§ PROBLEM DESCRIPTION: Your answer is every line of the material below in which the string "outputs" occurs.

§ TASK DATA:

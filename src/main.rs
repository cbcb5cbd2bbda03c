//! # paisa_news
//!
//! The market-news crawler behind the InvestorPaisa news widget. It asks an
//! OpenAI-compatible LLM for recent articles per category, extracts the
//! sentinel-delimited answer into structured records, and writes one JSON
//! feed per category.
//!
//! ## Usage
//!
//! ```sh
//! paisa_news -j ./json -c ./config.yaml -k stocks,markets -n 5
//! ```
//!
//! ## Architecture
//!
//! 1. **Prompting**: Build a crawl prompt per category ([`prompt`])
//! 2. **Asking**: Call the LLM with retry and backoff ([`api`])
//! 3. **Extraction**: Parse the free-text answer into records ([`extractor`])
//! 4. **Output**: Write JSON feeds and report crawl status ([`outputs`], [`crawler`])

use clap::Parser;
use futures::stream::{self, StreamExt};
use std::error::Error;
use tracing::{debug, error, info, instrument, warn};
use tracing_subscriber::{EnvFilter, fmt as tfmt};

mod api;
mod cli;
mod config;
mod crawler;
mod extractor;
mod models;
mod outputs;
mod prompt;
mod utils;

use api::{ChatClient, RetryAsk};
use cli::Cli;
use config::CrawlerConfig;
use crawler::{CrawlOutcome, CrawlStatus, crawl_category, process_batch, unique_categories};
use models::RawBatch;
use outputs::json;
use utils::ensure_writable_dir;

#[tokio::main]
#[instrument]
async fn main() -> Result<(), Box<dyn Error>> {
    // --- Tracing init ---
    let filter = EnvFilter::try_from_default_env().unwrap_or_else(|_| EnvFilter::new("info"));
    tfmt()
        .with_env_filter(filter)
        .with_target(true)
        .with_file(false)
        .with_line_number(false)
        .with_timer(tracing_subscriber::fmt::time::UtcTime::rfc_3339())
        .init();

    let start_time = std::time::Instant::now();
    info!("paisa_news starting up");

    let args = Cli::parse();
    debug!(?args.json_output_dir, ?args.categories, count = args.count, "Parsed CLI arguments");

    // Early check: ensure JSON output dir is writable
    if let Err(e) = ensure_writable_dir(&args.json_output_dir).await {
        error!(
            path = %args.json_output_dir,
            error = %e,
            "JSON output directory is not writable (fix perms or choose a different path)"
        );
        return Err(e);
    }

    let categories = unique_categories(args.categories.as_slice());
    if categories.len() < args.categories.len() {
        warn!(
            given = args.categories.len(),
            kept = categories.len(),
            "Dropped blank or duplicate categories (same feed file name)"
        );
    }
    if categories.is_empty() {
        return Err("no categories to crawl".into());
    }

    let outcomes = match &args.input {
        Some(path) => vec![extract_saved_response(path, &categories[0], args.count).await?],
        None => crawl_all(&args, &categories).await?,
    };

    // ---- Output ----
    let mut written = 0usize;
    let mut summary = Vec::with_capacity(outcomes.len());
    for outcome in outcomes {
        let message = outcome.message();
        match outcome.status {
            CrawlStatus::Succeeded => info!(category = %outcome.category, "{}", message),
            CrawlStatus::PartiallySucceeded => warn!(category = %outcome.category, "{}", message),
            CrawlStatus::Failed => error!(category = %outcome.category, "{}", message),
        }
        summary.push((outcome.status, outcome.articles.len()));

        if outcome.articles.is_empty() {
            continue;
        }
        let feed = outcome.into_feed();
        match json::write_feed(&feed, &args.json_output_dir).await {
            Ok(_) => written += 1,
            Err(e) => error!(category = %feed.category, error = %e, "Failed to write feed"),
        }
    }

    let total_articles: usize = summary.iter().map(|(_, n)| n).sum();
    let failed = summary
        .iter()
        .filter(|(s, _)| *s == CrawlStatus::Failed)
        .count();
    let elapsed = start_time.elapsed();
    info!(
        ?elapsed,
        categories = summary.len(),
        failed,
        feeds_written = written,
        articles = total_articles,
        "Execution complete"
    );

    Ok(())
}

/// Crawl every category through the configured LLM, a few at a time.
#[instrument(level = "info", skip_all, fields(categories = categories.len()))]
async fn crawl_all(args: &Cli, categories: &[String]) -> Result<Vec<CrawlOutcome>, Box<dyn Error>> {
    let mut config = match &args.config {
        Some(path) => CrawlerConfig::load(path).await?,
        None => {
            info!("No config file given; using defaults");
            CrawlerConfig::default()
        }
    };
    if let Some(key) = &args.api_key {
        config.api_key = key.clone();
    }
    if config.api_key.is_empty() {
        warn!(api_base = %config.api_base, "No API key configured; requests are sent unauthenticated");
    }

    let api = RetryAsk::with_defaults(ChatClient::new(config)?);
    let parallel = args.parallel.max(1);
    info!(parallel, count = args.count, "Starting category crawl");

    let outcomes: Vec<CrawlOutcome> = stream::iter(categories.iter())
        .map(|category| crawl_category(&api, category, args.count))
        .buffer_unordered(parallel)
        .collect()
        .await;

    Ok(outcomes)
}

/// Run extraction over a model response saved to disk.
#[instrument(level = "info")]
async fn extract_saved_response(
    path: &str,
    category: &str,
    count: usize,
) -> Result<CrawlOutcome, Box<dyn Error>> {
    let content = tokio::fs::read_to_string(path).await?;
    info!(bytes = content.len(), "Read saved response");
    Ok(process_batch(RawBatch::new(content, category), count))
}
//! Record assembly and the validity gate.

use super::fields::ClassifiedFields;
use crate::models::ArticleRecord;
use chrono::{DateTime, Utc};
use rand::Rng;
use rand::distr::Alphanumeric;

/// Base of the placeholder link used when an article has no source URL.
pub const PLACEHOLDER_URL_BASE: &str = "https://investorpaisa.com/news";
/// Thumbnail used when an article has no image.
pub const PLACEHOLDER_THUMBNAIL_URL: &str =
    "https://placehold.co/600x400/0f172a/ffffff?text=InvestorPaisa+News";

/// Lowest relevance score handed out.
pub const RELEVANCE_MIN: u8 = 80;
/// Highest relevance score handed out.
pub const RELEVANCE_MAX: u8 = 94;

const ID_SUFFIX_LEN: usize = 9;

/// Build a candidate record from one block's fields.
///
/// Missing required fields become empty strings; [`validate`] decides
/// whether the candidate survives.
pub fn assemble<R: Rng + ?Sized>(
    fields: ClassifiedFields,
    index: usize,
    category: &str,
    now: DateTime<Utc>,
    rng: &mut R,
) -> ArticleRecord {
    let id = make_id(now, index, rng);
    let summary = fields.summary.unwrap_or_default();

    let url = non_empty(fields.source_url).unwrap_or_else(|| placeholder_url(&id));
    let thumbnail_url =
        non_empty(fields.image_url).unwrap_or_else(|| PLACEHOLDER_THUMBNAIL_URL.to_string());

    ArticleRecord {
        title: fields.title.unwrap_or_default(),
        content: summary.clone(),
        summary,
        url,
        source: fields.source.unwrap_or_default(),
        category: category.to_string(),
        published_at: now,
        thumbnail_url,
        relevance_score: rng.random_range(RELEVANCE_MIN..=RELEVANCE_MAX),
        id,
    }
}

/// Keep the record only if title, summary and source are all non-blank.
pub fn validate(record: ArticleRecord) -> Option<ArticleRecord> {
    let complete = [&record.title, &record.summary, &record.source]
        .iter()
        .all(|v| !v.trim().is_empty());
    complete.then_some(record)
}

/// `{unix_millis}-{index}-{random lowercase alphanumerics}`
pub fn make_id<R: Rng + ?Sized>(now: DateTime<Utc>, index: usize, rng: &mut R) -> String {
    let suffix: String = rng
        .sample_iter(Alphanumeric)
        .take(ID_SUFFIX_LEN)
        .map(|b| char::from(b).to_ascii_lowercase())
        .collect();
    format!("{}-{}-{}", now.timestamp_millis(), index, suffix)
}

pub fn placeholder_url(id: &str) -> String {
    format!("{}/{}", PLACEHOLDER_URL_BASE, id)
}

fn non_empty(value: Option<String>) -> Option<String> {
    value.filter(|v| !v.trim().is_empty())
}
//! # Sentinel Benchmarks
//!
//! Comprehensive performance benchmarks for the detector.
//!
//! Run with: `cargo bench`

use criterion::{criterion_group, criterion_main, BenchmarkId, Criterion, Throughput};
use sentinel::{Sentinel, SentinelConfig};
use std::sync::Arc;
use std::thread;
use std::time::Duration;

/// Benchmark the two request paths: admission and rejection
fn bench_process_paths(c: &mut Criterion) {
    let mut group = c.benchmark_group("process_paths");
    group.throughput(Throughput::Elements(1));

    group.bench_function("admit_steady", |b| {
        // Tiny window with advancing timestamps keeps the history short,
        // so this measures the steady-state admission path.
        let sentinel: Sentinel<&str> =
            Sentinel::with_config(SentinelConfig::per_window(1_000, Duration::from_millis(1)));
        let mut now = Duration::ZERO;

        b.iter(|| {
            now += Duration::from_micros(100);
            std::hint::black_box(sentinel.process_request("hot", now))
        });
    });

    group.bench_function("reject_blocked", |b| {
        let sentinel: Sentinel<&str> =
            Sentinel::with_config(SentinelConfig::per_window(1_000, Duration::from_millis(1)));
        sentinel.block("cold");

        b.iter(|| {
            std::hint::black_box(sentinel.process_request("cold", Duration::from_secs(1)))
        });
    });

    group.finish();
}

/// Benchmark request routing across growing entity populations
fn bench_entity_scaling(c: &mut Criterion) {
    let mut group = c.benchmark_group("entity_scaling");

    for num_entities in [1usize, 8, 64, 512] {
        group.throughput(Throughput::Elements(1));
        group.bench_with_input(
            BenchmarkId::from_parameter(num_entities),
            &num_entities,
            |b, &num_entities| {
                let sentinel: Sentinel<String> = Sentinel::with_config(
                    SentinelConfig::per_window(1_000, Duration::from_millis(1)),
                );
                let keys: Vec<String> =
                    (0..num_entities).map(|i| format!("entity-{i}")).collect();
                let mut now = Duration::ZERO;
                let mut next = 0usize;

                b.iter(|| {
                    now += Duration::from_micros(100);
                    next = (next + 1) % num_entities;
                    std::hint::black_box(sentinel.process_request(keys[next].clone(), now))
                });
            },
        );
    }

    group.finish();
}

/// Benchmark concurrent traffic hammering a single entity
fn bench_contended_process(c: &mut Criterion) {
    let mut group = c.benchmark_group("contended_process");

    for num_threads in [2, 4, 8] {
        group.throughput(Throughput::Elements(num_threads as u64 * 1_000));
        group.bench_with_input(
            BenchmarkId::from_parameter(format!("{}_threads", num_threads)),
            &num_threads,
            |b, &num_threads| {
                b.iter_custom(|iters| {
                    let mut total_duration = Duration::ZERO;

                    for _ in 0..iters {
                        // Fresh detector per iteration so history never
                        // accumulates across runs.
                        let sentinel: Arc<Sentinel<&str>> = Arc::new(Sentinel::with_config(
                            SentinelConfig::per_window(1_000_000, Duration::from_millis(1)),
                        ));

                        let start = std::time::Instant::now();

                        let handles: Vec<_> = (0..num_threads)
                            .map(|_| {
                                let sentinel = Arc::clone(&sentinel);
                                thread::spawn(move || {
                                    for _ in 0..1_000 {
                                        sentinel.process("hot");
                                    }
                                })
                            })
                            .collect();

                        for handle in handles {
                            handle.join().unwrap();
                        }

                        total_duration += start.elapsed();
                    }

                    total_duration
                });
            },
        );
    }

    group.finish();
}

/// Benchmark concurrent traffic spread across many entities
fn bench_parallel_entities(c: &mut Criterion) {
    let mut group = c.benchmark_group("parallel_entities");

    for num_threads in [2, 4, 8] {
        group.throughput(Throughput::Elements(num_threads as u64 * 1_000));
        group.bench_with_input(
            BenchmarkId::from_parameter(format!("{}_threads", num_threads)),
            &num_threads,
            |b, &num_threads| {
                b.iter_custom(|iters| {
                    let mut total_duration = Duration::ZERO;

                    for _ in 0..iters {
                        let sentinel: Arc<Sentinel<usize>> = Arc::new(Sentinel::with_config(
                            SentinelConfig::per_window(1_000_000, Duration::from_millis(1)),
                        ));

                        let start = std::time::Instant::now();

                        let handles: Vec<_> = (0..num_threads)
                            .map(|thread_id| {
                                let sentinel = Arc::clone(&sentinel);
                                thread::spawn(move || {
                                    for _ in 0..1_000 {
                                        sentinel.process(thread_id);
                                    }
                                })
                            })
                            .collect();

                        for handle in handles {
                            handle.join().unwrap();
                        }

                        total_duration += start.elapsed();
                    }

                    total_duration
                });
            },
        );
    }

    group.finish();
}

/// Benchmark read-only introspection over a populated detector
fn bench_introspection(c: &mut Criterion) {
    let mut group = c.benchmark_group("introspection");

    group.bench_function("stats_1000_entities", |b| {
        let sentinel: Sentinel<String> =
            Sentinel::with_config(SentinelConfig::per_window(100, Duration::from_secs(10)));
        for i in 0..1_000 {
            sentinel.process_request(format!("entity-{i}"), Duration::from_secs(1));
        }

        b.iter(|| std::hint::black_box(sentinel.stats()));
    });

    group.bench_function("snapshot_1000_entities", |b| {
        let sentinel: Sentinel<String> =
            Sentinel::with_config(SentinelConfig::per_window(100, Duration::from_secs(10)));
        for i in 0..1_000 {
            sentinel.process_request(format!("entity-{i}"), Duration::from_secs(1));
        }

        b.iter(|| std::hint::black_box(sentinel.snapshot()));
    });

    group.finish();
}

criterion_group!(
    benches,
    bench_process_paths,
    bench_entity_scaling,
    bench_contended_process,
    bench_parallel_entities,
    bench_introspection,
);

criterion_main!(benches);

§ SOLUTION:
//! 4. **Output**: Write JSON feeds and report crawl status ([`outputs`], [`crawler`])
mod outputs;
use outputs::json;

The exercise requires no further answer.